Thanks to fellow podcaster Emily Prokop from The Story Behind, I started organizing myself with a bullet journal -- basically a flexible system using a hand-written planner. In my journal, I've started a list of ideas for future episodes of Random Waves. At the top of my list is an idea that's been fascinating me for a while now.
A friend of mine who is jobless and homeless is currently traveling around the country on a quest to start legislation to help young adult cancer patients. I'm fascinated with his story because people who know him and follow him are strongly divided in their opinion of what he's doing. Some people support him. Some tell him to stop asking for donations and get a job. And throughout all of this, this guy keeps going and going, and is slowly making progress. I myself would have quit long ago, and I think most of the people I know would have to. So, this guy fascinates me.
But when I bounced this podcast idea off another friend of mine last night, his reaction was unfavorable. While there were other parts of his argument, he also noted that this guy should not rely on donations and pick himself up by the bootstraps, so to speak. I agreed with him on this point, noting that if I ever found myself out on the streets, I'd immediately work to get myself back off said streets.
But then, on a long drive earlier tonight, I listened to Radiolab's podcast episode covering On the Media's series on media myths surrounding poverty. These five episodes, of which I've only heard a sample of so far, examines various assumptions we have about the poor. There were two points that hit me with regards to the "get a job" / "bootstraps" argument.
The first is that poverty is extremely difficult to move out of, at least in our country, because it is expensive to be poor in the first place. As James Baldwin noted, "Anyone who has ever struggled with poverty knows how extremely expensive it is to be poor." Finding examples of this should be easy to do with some simple Google search, so I'll let you do that as a homework assignment.
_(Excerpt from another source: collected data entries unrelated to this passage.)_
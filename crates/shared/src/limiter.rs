use std::collections::HashMap;
use std::sync::Arc;

use tokio::sync::{Mutex, OwnedMutexGuard};
use tokio::time::{Duration, Instant, sleep};

use crate::providers::{ProviderId, ProviderRegistry};

/// One provider's share of the limiter: its key slots and a rotation cursor.
///
/// Fairness comes from two places. The rotation mutex queues callers of the
/// same provider FIFO while a key is being chosen; each key's own mutex
/// serializes the two tasks that would otherwise hold the same credential at
/// once.
struct ProviderSlots {
    rotation: Mutex<usize>,
    slots: Vec<KeySlot>,
    min_delay: Duration,
}

struct KeySlot {
    key: Arc<str>,
    clock: Arc<Mutex<KeyClock>>,
}

struct KeyClock {
    last_used_at: Option<Instant>,
}

pub struct LimiterSeed {
    pub provider: ProviderId,
    pub keys: Vec<String>,
    pub min_delay_ms: u64,
}

/// Round-robin key rotator enforcing minimum inter-request spacing per key.
pub struct RateLimiter {
    providers: HashMap<ProviderId, ProviderSlots>,
}

/// A granted key. Holding the lease keeps the key exclusively checked out;
/// the spacing clock was stamped at acquisition, so throttling reflects
/// request start rather than completion.
pub struct KeyLease {
    key: Arc<str>,
    acquired_at: Instant,
    _clock: OwnedMutexGuard<KeyClock>,
}

impl KeyLease {
    pub fn key(&self) -> &str {
        &self.key
    }

    pub fn acquired_at(&self) -> Instant {
        self.acquired_at
    }
}

impl RateLimiter {
    pub fn from_seeds(seeds: Vec<LimiterSeed>) -> Self {
        let providers = seeds
            .into_iter()
            .map(|seed| {
                let slots = seed
                    .keys
                    .into_iter()
                    .map(|key| KeySlot {
                        key: Arc::from(key.as_str()),
                        clock: Arc::new(Mutex::new(KeyClock { last_used_at: None })),
                    })
                    .collect();
                (
                    seed.provider,
                    ProviderSlots {
                        rotation: Mutex::new(0),
                        slots,
                        min_delay: Duration::from_millis(seed.min_delay_ms),
                    },
                )
            })
            .collect();
        Self { providers }
    }

    pub fn for_registry(registry: &ProviderRegistry) -> Self {
        let seeds = registry
            .list_enabled()
            .into_iter()
            .map(|provider| LimiterSeed {
                provider: provider.id,
                keys: registry.keys(provider.id).to_vec(),
                min_delay_ms: provider.effective_min_delay_ms(),
            })
            .collect();
        Self::from_seeds(seeds)
    }

    /// Suspends until a key for `provider` may start a request. Returns
    /// `None` when the provider has no configured keys.
    pub async fn acquire(&self, provider: ProviderId) -> Option<KeyLease> {
        let slots = self.providers.get(&provider)?;
        let slot_count = slots.slots.len();
        if slot_count == 0 {
            return None;
        }

        let mut cursor = slots.rotation.lock().await;
        let mut chosen: Option<(usize, OwnedMutexGuard<KeyClock>)> = None;
        for step in 0..slot_count {
            let idx = (*cursor + step) % slot_count;
            let Ok(guard) = slots.slots[idx].clock.clone().try_lock_owned() else {
                continue;
            };
            let replace = match &chosen {
                None => true,
                Some((_, best)) => used_earlier(guard.last_used_at, best.last_used_at),
            };
            if replace {
                chosen = Some((idx, guard));
            }
        }

        match chosen {
            Some((idx, guard)) => {
                *cursor = (idx + 1) % slot_count;
                drop(cursor);
                Some(grant(&slots.slots[idx], guard, slots.min_delay).await)
            }
            None => {
                // Every key is mid-call; queue on the round-robin slot.
                let idx = *cursor % slot_count;
                *cursor = (idx + 1) % slot_count;
                drop(cursor);
                let guard = slots.slots[idx].clock.clone().lock_owned().await;
                Some(grant(&slots.slots[idx], guard, slots.min_delay).await)
            }
        }
    }

    /// Skips the rotation cursor forward one key. Invoked after an
    /// authentication failure so the bad credential is not immediately
    /// re-selected.
    pub async fn rotate(&self, provider: ProviderId) {
        if let Some(slots) = self.providers.get(&provider)
            && !slots.slots.is_empty()
        {
            let mut cursor = slots.rotation.lock().await;
            *cursor = (*cursor + 1) % slots.slots.len();
        }
    }

    pub fn key_count(&self, provider: ProviderId) -> usize {
        self.providers
            .get(&provider)
            .map(|slots| slots.slots.len())
            .unwrap_or(0)
    }
}

async fn grant(
    slot: &KeySlot,
    mut guard: OwnedMutexGuard<KeyClock>,
    min_delay: Duration,
) -> KeyLease {
    if let Some(last_used) = guard.last_used_at {
        let since = last_used.elapsed();
        if since < min_delay {
            sleep(min_delay - since).await;
        }
    }
    let acquired_at = Instant::now();
    guard.last_used_at = Some(acquired_at);
    KeyLease {
        key: slot.key.clone(),
        acquired_at,
        _clock: guard,
    }
}

/// Never-used keys sort first; among used keys the staler one wins. Two
/// never-used keys keep scan order, which preserves round-robin from the
/// cursor on a cold pool.
fn used_earlier(candidate: Option<Instant>, best: Option<Instant>) -> bool {
    match (candidate, best) {
        (None, None) => false,
        (None, Some(_)) => true,
        (Some(_), None) => false,
        (Some(a), Some(b)) => a < b,
    }
}
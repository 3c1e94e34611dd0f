use chrono::{DateTime, Duration, Utc};
use sqlx::Row;
use uuid::Uuid;

use crate::tier::Tier;

use super::{ClaimedDomain, DomainStatus, Store, StoreError};

/// A domain bounced back to pending this many times in a row is parked as
/// `error` until a full run reclaims it.
pub const PARK_AFTER_CONSECUTIVE_RETURNS: i32 = 3;

impl Store {
    /// Atomically claims up to `batch_size` pending domains for `owner`.
    /// Rows locked by a competing claimer are skipped, so two workers can
    /// never hold the same domain.
    pub async fn claim_domains(
        &self,
        owner: &str,
        batch_size: i64,
        source: &str,
        now: DateTime<Utc>,
        lease_ttl_seconds: i64,
    ) -> Result<Vec<ClaimedDomain>, StoreError> {
        if batch_size <= 0 {
            return Ok(Vec::new());
        }
        if lease_ttl_seconds <= 0 {
            return Err(StoreError::InvalidData(
                "lease_ttl_seconds must be > 0".to_string(),
            ));
        }

        let lease_until = now + Duration::seconds(lease_ttl_seconds);

        let rows = sqlx::query(
            "WITH candidate_ids AS (
                SELECT id
                FROM domains
                WHERE status = 'pending'
                  AND source = $3
                ORDER BY last_processed_at ASC NULLS FIRST, id ASC
                LIMIT $2
                FOR UPDATE SKIP LOCKED
             ),
             claimed AS (
                UPDATE domains d
                SET status = 'processing',
                    lease_owner = $1,
                    lease_expires_at = $4,
                    process_count = process_count + 1,
                    updated_at = NOW()
                FROM candidate_ids c
                WHERE d.id = c.id
                RETURNING d.id, d.hostname
             )
             SELECT id, hostname FROM claimed",
        )
        .bind(owner)
        .bind(batch_size)
        .bind(source)
        .bind(lease_until)
        .fetch_all(&self.pool)
        .await?;

        rows.into_iter()
            .map(|row| {
                Ok(ClaimedDomain {
                    id: row.try_get("id")?,
                    hostname: row.try_get("hostname")?,
                })
            })
            .collect()
    }

    /// Sweeps expired leases back to pending. Returns the reclaimed ids so
    /// the caller can log release events.
    pub async fn release_expired_leases(
        &self,
        now: DateTime<Utc>,
    ) -> Result<Vec<Uuid>, StoreError> {
        let rows = sqlx::query(
            "UPDATE domains
             SET status = 'pending',
                 lease_owner = NULL,
                 lease_expires_at = NULL,
                 updated_at = NOW()
             WHERE status = 'processing'
               AND lease_expires_at IS NOT NULL
               AND lease_expires_at <= $1
             RETURNING id",
        )
        .bind(now)
        .fetch_all(&self.pool)
        .await?;

        rows.into_iter()
            .map(|row| Ok(row.try_get("id")?))
            .collect()
    }

    /// Commits a finished tensor. Only `completed` / `completed_partial` are
    /// legal here; the update is a no-op when the lease was lost.
    pub async fn complete_domain(
        &self,
        id: Uuid,
        owner: &str,
        status: DomainStatus,
        now: DateTime<Utc>,
    ) -> Result<bool, StoreError> {
        if !matches!(
            status,
            DomainStatus::Completed | DomainStatus::CompletedPartial
        ) {
            return Err(StoreError::InvalidData(format!(
                "complete_domain cannot set status {}",
                status.as_str()
            )));
        }

        let result = sqlx::query(
            "UPDATE domains
             SET status = $3,
                 lease_owner = NULL,
                 lease_expires_at = NULL,
                 last_processed_at = $4,
                 consecutive_failures = 0,
                 updated_at = NOW()
             WHERE id = $1
               AND status = 'processing'
               AND lease_owner = $2",
        )
        .bind(id)
        .bind(owner)
        .bind(status.as_str())
        .bind(now)
        .execute(&self.pool)
        .await?;

        Ok(result.rows_affected() > 0)
    }

    /// Returns an incomplete domain to pending for a later retry, or parks
    /// it as `error` once it has cycled back too many times.
    pub async fn return_domain(
        &self,
        id: Uuid,
        owner: &str,
        now: DateTime<Utc>,
    ) -> Result<Option<DomainStatus>, StoreError> {
        let row = sqlx::query(
            "UPDATE domains
             SET status = CASE
                   WHEN consecutive_failures + 1 >= $3 THEN 'error'
                   ELSE 'pending'
                 END,
                 error_count = error_count + 1,
                 consecutive_failures = consecutive_failures + 1,
                 lease_owner = NULL,
                 lease_expires_at = NULL,
                 last_processed_at = $4,
                 updated_at = NOW()
             WHERE id = $1
               AND status = 'processing'
               AND lease_owner = $2
             RETURNING status",
        )
        .bind(id)
        .bind(owner)
        .bind(PARK_AFTER_CONSECUTIVE_RETURNS)
        .bind(now)
        .fetch_optional(&self.pool)
        .await?;

        row.map(|row| {
            let status: String = row.try_get("status")?;
            DomainStatus::from_db(&status)
        })
        .transpose()
    }

    /// Hands a lease back without recording an error, for cancellation and
    /// per-domain timeouts.
    pub async fn release_domain(&self, id: Uuid, owner: &str) -> Result<bool, StoreError> {
        let result = sqlx::query(
            "UPDATE domains
             SET status = 'pending',
                 lease_owner = NULL,
                 lease_expires_at = NULL,
                 updated_at = NOW()
             WHERE id = $1
               AND status = 'processing'
               AND lease_owner = $2",
        )
        .bind(id)
        .bind(owner)
        .execute(&self.pool)
        .await?;

        Ok(result.rows_affected() > 0)
    }

    /// Marks the domains selected by a tier's policy as pending, bounded by
    /// `limit`. Returns how many rows were queued.
    pub async fn mark_tier_pending(
        &self,
        tier: Tier,
        source: &str,
        limit: i64,
    ) -> Result<u64, StoreError> {
        let reset = if tier == Tier::Full {
            ", consecutive_failures = 0"
        } else {
            ""
        };
        let statement = format!(
            "UPDATE domains
             SET status = 'pending', updated_at = NOW(){reset}
             WHERE id IN (
                 SELECT id
                 FROM domains
                 WHERE source = $1
                   AND {eligibility}
                   AND {predicate}
                 ORDER BY last_processed_at ASC NULLS FIRST, id ASC
                 LIMIT $2
             )
               AND status <> 'processing'",
            eligibility = tier.eligible_status_sql(),
            predicate = tier.selection_predicate(),
        );

        let result = sqlx::query(&statement)
            .bind(source)
            .bind(limit)
            .execute(&self.pool)
            .await?;

        Ok(result.rows_affected())
    }

    pub async fn count_pending(&self, source: &str) -> Result<i64, StoreError> {
        let count: i64 = sqlx::query_scalar(
            "SELECT COUNT(*)::bigint FROM domains WHERE status = 'pending' AND source = $1",
        )
        .bind(source)
        .fetch_one(&self.pool)
        .await?;

        Ok(count)
    }

    pub async fn domain_status_counts(
        &self,
        source: &str,
    ) -> Result<Vec<(String, i64)>, StoreError> {
        let rows = sqlx::query(
            "SELECT status, COUNT(*)::bigint AS total
             FROM domains
             WHERE source = $1
             GROUP BY status
             ORDER BY status",
        )
        .bind(source)
        .fetch_all(&self.pool)
        .await?;

        rows.into_iter()
            .map(|row| Ok((row.try_get("status")?, row.try_get("total")?)))
            .collect()
    }

    /// Idempotent seeding entry point, used by operational tooling and
    /// integration tests. Hostnames are canonicalized to lowercase.
    pub async fn insert_domain(&self, hostname: &str, source: &str) -> Result<Uuid, StoreError> {
        let hostname = hostname.trim().to_ascii_lowercase();
        if hostname.is_empty() {
            return Err(StoreError::InvalidData(
                "hostname must not be empty".to_string(),
            ));
        }

        let id: Uuid = sqlx::query_scalar(
            "INSERT INTO domains (hostname, source)
             VALUES ($1, $2)
             ON CONFLICT (hostname)
             DO UPDATE SET updated_at = NOW()
             RETURNING id",
        )
        .bind(&hostname)
        .bind(source)
        .fetch_one(&self.pool)
        .await?;

        Ok(id)
    }

    pub async fn count_untouched_domains(
        &self,
        source: &str,
        since: DateTime<Utc>,
    ) -> Result<i64, StoreError> {
        let count: i64 = sqlx::query_scalar(
            "SELECT COUNT(*)::bigint
             FROM domains
             WHERE source = $1
               AND (last_processed_at IS NULL OR last_processed_at < $2)",
        )
        .bind(source)
        .bind(since)
        .fetch_one(&self.pool)
        .await?;

        Ok(count)
    }
}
The second point is that pulling oneself up by one's bootstraps is only valid if someone actually has the proverbial pair of boots to begin with. Using myself as an example, if I were to somehow end up on the streets, I've got a slew of family and friends to help me out. I've got a full wardrobe and a car to find a new job with. I have a masters degree to fall back on. I have the color of my skin and a lifetime watching PBS to help me get in doors. Don't buy it? Go ask the Reverend Dr. Martin Jr. King, Jr about it.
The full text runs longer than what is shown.